Les familles asiatiques sont souvent tissées serré. Les parents peuvent donc transmettre facilement à leurs enfants leurs valeurs de travail et leurs attentes envers eux. Les enfants aussi ont des attentes élevées envers eux-mêmes. «Ils ont un niveau de performance élevé et ça tire le groupe vers le haut», constate Nancy Desbiens. Selon un enseignant d'un autre collège, les élèves asiatiques sont souvent «travaillants» et «à leurs affaires». «Lorsqu'ils interviennent, c'est pour poser des questions précises sur la matière.» Et pendant leur temps libre, ajoute-t-il, ils avancent souvent leurs travaux. «J'ai déjà vu une étudiante lire le dictionnaire entre les cours pour apprendre de nouveaux mots.»

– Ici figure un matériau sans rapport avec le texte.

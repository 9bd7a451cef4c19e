//! Metrics collection and exposition.
//!
//! # Metrics
//! - `gateway_upstream_calls_total` (counter): resilient calls by operation, outcome
//! - `gateway_upstream_duration_seconds` (histogram): resilient call latency
//! - `gateway_write_calls_total` (counter): write-path calls by operation, outcome
//! - `gateway_breaker_transitions_total` (counter): breaker opens/closes by breaker
//! - `gateway_cache_requests_total` (counter): cache lookups by resource, result
//! - `gateway_cache_entries` (gauge): cached entries by resource
//! - `gateway_agent_cache_total` (counter): agent handle hits/misses
//! - `gateway_chat_requests_total` (counter): inbound messages by outcome
//! - `gateway_chat_duration_seconds` (histogram): inbound message latency
//!
//! # Design Decisions
//! - Metrics are a sink only; nothing in the core reads them back
//! - Tenant and session ids are never labels (unbounded cardinality)

use metrics::{counter, gauge, histogram};
use metrics_exporter_prometheus::PrometheusBuilder;
use std::net::SocketAddr;
use std::time::Instant;

/// Install the Prometheus exporter with its own HTTP listener.
pub fn init_metrics(addr: SocketAddr) {
    match PrometheusBuilder::new().with_http_listener(addr).install() {
        Ok(()) => tracing::info!(address = %addr, "Metrics exporter listening"),
        Err(e) => tracing::error!(address = %addr, error = %e, "Failed to install metrics exporter"),
    }
}

/// Record one resilient (read-path) call.
pub fn record_upstream_call(operation: &str, outcome: &'static str, start: Instant) {
    counter!(
        "gateway_upstream_calls_total",
        "operation" => operation.to_string(),
        "outcome" => outcome
    )
    .increment(1);
    histogram!("gateway_upstream_duration_seconds", "operation" => operation.to_string())
        .record(start.elapsed().as_secs_f64());
}

/// Record one write-path call.
pub fn record_write_call(operation: &str, outcome: &'static str) {
    counter!(
        "gateway_write_calls_total",
        "operation" => operation.to_string(),
        "outcome" => outcome
    )
    .increment(1);
}

/// Record a breaker state transition ("open" or "closed").
pub fn record_breaker_transition(breaker: &str, to: &'static str) {
    counter!(
        "gateway_breaker_transitions_total",
        "breaker" => breaker.to_string(),
        "to" => to
    )
    .increment(1);
}

/// Record a cache lookup ("hit", "miss" or "coalesced").
pub fn record_cache_lookup(resource: &str, result: &'static str) {
    counter!(
        "gateway_cache_requests_total",
        "resource" => resource.to_string(),
        "result" => result
    )
    .increment(1);
}

pub fn record_cache_size(resource: &str, size: usize) {
    gauge!("gateway_cache_entries", "resource" => resource.to_string()).set(size as f64);
}

/// Record an agent handle lookup ("hit" or "miss").
pub fn record_agent_cache(result: &'static str) {
    counter!("gateway_agent_cache_total", "result" => result).increment(1);
}

/// Record one inbound chat message.
pub fn record_chat_request(outcome: &'static str, start: Instant) {
    counter!("gateway_chat_requests_total", "outcome" => outcome).increment(1);
    histogram!("gateway_chat_duration_seconds").record(start.elapsed().as_secs_f64());
}
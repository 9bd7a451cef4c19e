//! Configuration management subsystem.
//!
//! # Data Flow
//! ```text
//! config file (TOML)
//!     → loader.rs (parse & deserialize)
//!     → validation.rs (semantic checks)
//!     → GatewayConfig (validated, immutable)
//!     → handed to Gateway::new, which builds every registry from it
//!
//! On file change:
//!     watcher.rs detects change
//!     → loader.rs loads new config
//!     → validation.rs validates
//!     → atomic swap of the service endpoint table
//! ```
//!
//! # Design Decisions
//! - Only downstream endpoints are hot-swappable; breaker, cache and
//!   timeout settings apply on restart
//! - All fields have defaults to allow minimal configs
//! - Validation separates syntactic (serde) from semantic checks

pub mod loader;
pub mod schema;
pub mod validation;
pub mod watcher;

pub use loader::{load_config, parse_config, ConfigError, CONFIG_ENV};
pub use schema::{
    AdminConfig, AgentCacheConfig, BreakerConfig, ClientConfig, EngineConfig, GatewayConfig,
    ListenerConfig, ObservabilityConfig, ResourceConfig, RetryConfig, ServiceConfig, SessionConfig,
    TimeoutConfig, ToolConfig,
};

Immigrants... et optimistes!

Les Asiatiques qui immigrent en Occident ont la conviction qu'ils pourront saisir des opportunités dans leur pays d'accueil, soulignent Amy Hsin et Yu Xie, dans leur étude. La décision d'immigrer témoigne donc d'un certain optimisme envers l'avenir, optimisme qui se reflète sur les bancs d'école. Comme ils ont peu de ressources dans leur pays d'adoption, les immigrants asiatiques considèrent l'éducation comme la façon la plus efficace de gravir les échelons sociaux.

Des ressources dès l'arrivée

Écoles de tutorat, cours du week-end, préparation aux examens d'admission: les nouveaux arrivants asiatiques ont plusieurs ressources à leur disposition. Cela leur confère un avantage sur d'autres communautés ethniques, souvent plus démunies. «Si les enfants ont de la difficulté à l'école, leurs parents sont prêts à payer pour des professeurs d'appoint», souligne une enseignante d'un autre collège privé.

Le prix de la performance

Cette culture de performance a un prix: les Américains d'origine asiatique ont une perception d'eux-mêmes moins positive que leurs compatriotes blancs, rapporte l'étude d'Amy Hsin et Yu Xie. Ils ont des attentes très élevées envers eux-mêmes parce qu'ils se comparent aux modèles de réussite extrême de leur communauté. «Les élèves asiatiques font plus de griefs sur leurs notes, ils nous demandent pourquoi ils n'ont pas eu la note maximale, souligne l'enseignant. De temps en temps, ils craquent. J'ai vu des filles pleurer parce qu'elles avaient 70%, 75%.» Toujours selon l'étude, les jeunes d'origine chinoise passent moins de temps avec leurs pairs et sont plus susceptibles d'entrer en conflit avec leurs parents.

L'assimilation de la 3e génération

Au fil des générations, les enfants asiatiques assimilent les normes et la culture américaines... et aussi leurs habitudes scolaires. À partir de la troisième génération, lit-on dans l'étude, les enfants asiatiques ne sont pas plus performants que les autres à l'école.